WHAT IS REQUIRED: If a line in the entries includes "DbError", show that line.

START SUPPLIED DATA

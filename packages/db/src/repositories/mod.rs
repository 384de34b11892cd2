//! Repositories for database operations.

mod message_repo;
mod registration_repo;
mod settings_repo;
mod user_repo;

pub use message_repo::MessageRepository;
pub use registration_repo::{ProgramCount, RegistrationFilter, RegistrationRepository};
pub use settings_repo::SettingsRepository;
pub use user_repo::{AdminUser, UserRepository};

use surrealdb::sql::{Id, Thing};

use crate::{Database, DbError};

/// Extract the integer part of a numeric record id.
fn numeric_id(thing: &Thing) -> i64 {
    match &thing.id {
        Id::Number(n) => *n,
        // Counter-issued ids are always numeric; anything else is a
        // hand-crafted record and maps to 0.
        _ => 0,
    }
}

/// Issue the next integer id for `table` from its counter record.
async fn next_id(db: &Database, table: &str) -> Result<i64, DbError> {
    #[derive(serde::Deserialize)]
    struct Counter {
        value: i64,
    }

    let mut result = db
        .query("UPSERT type::thing('counter', $table) SET value += 1 RETURN AFTER")
        .bind(("table", table.to_string()))
        .await?;

    let counter: Option<Counter> = result.take(0)?;
    counter
        .map(|c| c.value)
        .ok_or_else(|| DbError::Query(format!("Failed to bump counter for {table}")))
}
//! Admin user repository.
//!
//! Passwords are hashed and verified inside SurrealQL via `crypto::argon2`,
//! so plaintext never leaves the query and hashes never reach Rust.

use serde::{Deserialize, Serialize};
use surrealdb::sql::Thing;

use crate::{DbError, get_db};

use super::{next_id, numeric_id};

/// An admin account, without its password hash.
#[derive(Debug, Clone, Serialize)]
pub struct AdminUser {
    pub id: i64,
    pub username: String,
    pub email: String,
    pub role: String,
}

#[derive(Debug, Deserialize)]
struct UserRow {
    id: Thing,
    username: String,
    email: String,
    role: String,
}

impl UserRow {
    fn into_user(self) -> AdminUser {
        AdminUser {
            id: numeric_id(&self.id),
            username: self.username,
            email: self.email,
            role: self.role,
        }
    }
}

/// Repository for admin account operations.
pub struct UserRepository;

impl UserRepository {
    /// Create an admin account with an argon2-hashed password.
    pub async fn create(
        username: &str,
        email: &str,
        password: &str,
        role: &str,
    ) -> Result<AdminUser, DbError> {
        let db = get_db()?;
        let id = next_id(db, "admin_user").await?;

        let mut result = db
            .query(
                "CREATE type::thing('admin_user', $id) SET \
                 username = $username, \
                 email = $email, \
                 password = crypto::argon2::generate($password), \
                 role = $role",
            )
            .bind(("id", id))
            .bind(("username", username.to_string()))
            .bind(("email", email.to_string()))
            .bind(("password", password.to_string()))
            .bind(("role", role.to_string()))
            .await?;

        let record: Option<UserRow> = result.take(0)?;
        record
            .map(UserRow::into_user)
            .ok_or_else(|| DbError::Query("Failed to create admin user".into()))
    }

    /// Look up an admin account by email.
    pub async fn find_by_email(email: &str) -> Result<Option<AdminUser>, DbError> {
        let db = get_db()?;

        let mut result = db
            .query("SELECT * FROM admin_user WHERE email = $email LIMIT 1")
            .bind(("email", email.to_string()))
            .await?;

        let rows: Vec<UserRow> = result.take(0)?;
        Ok(rows.into_iter().next().map(UserRow::into_user))
    }

    /// Verify a login attempt. Returns the account on a password match.
    pub async fn verify_credentials(
        email: &str,
        password: &str,
    ) -> Result<Option<AdminUser>, DbError> {
        let db = get_db()?;

        let mut result = db
            .query(
                "SELECT * FROM admin_user \
                 WHERE email = $email AND crypto::argon2::compare(password, $password) \
                 LIMIT 1",
            )
            .bind(("email", email.to_string()))
            .bind(("password", password.to_string()))
            .await?;

        let rows: Vec<UserRow> = result.take(0)?;
        Ok(rows.into_iter().next().map(UserRow::into_user))
    }

    /// Seed the default admin account if no account holds this email yet.
    pub async fn ensure_default_admin(email: &str, password: &str) -> Result<(), DbError> {
        if Self::find_by_email(email).await?.is_some() {
            return Ok(());
        }

        Self::create("admin", email, password, "admin").await?;
        tracing::info!("Seeded default admin account: {email}");

        Ok(())
    }
}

END SUPPLIED DATA

ANSWER SECTION:
use crate::{Database, DbError};
async fn next_id(db: &Database, table: &str) -> Result<i64, DbError> {
        .ok_or_else(|| DbError::Query(format!("Failed to bump counter for {table}")))
use crate::{DbError, get_db};
    ) -> Result<AdminUser, DbError> {
            .ok_or_else(|| DbError::Query("Failed to create admin user".into()))
    pub async fn find_by_email(email: &str) -> Result<Option<AdminUser>, DbError> {
    ) -> Result<Option<AdminUser>, DbError> {
    pub async fn ensure_default_admin(email: &str, password: &str) -> Result<(), DbError> {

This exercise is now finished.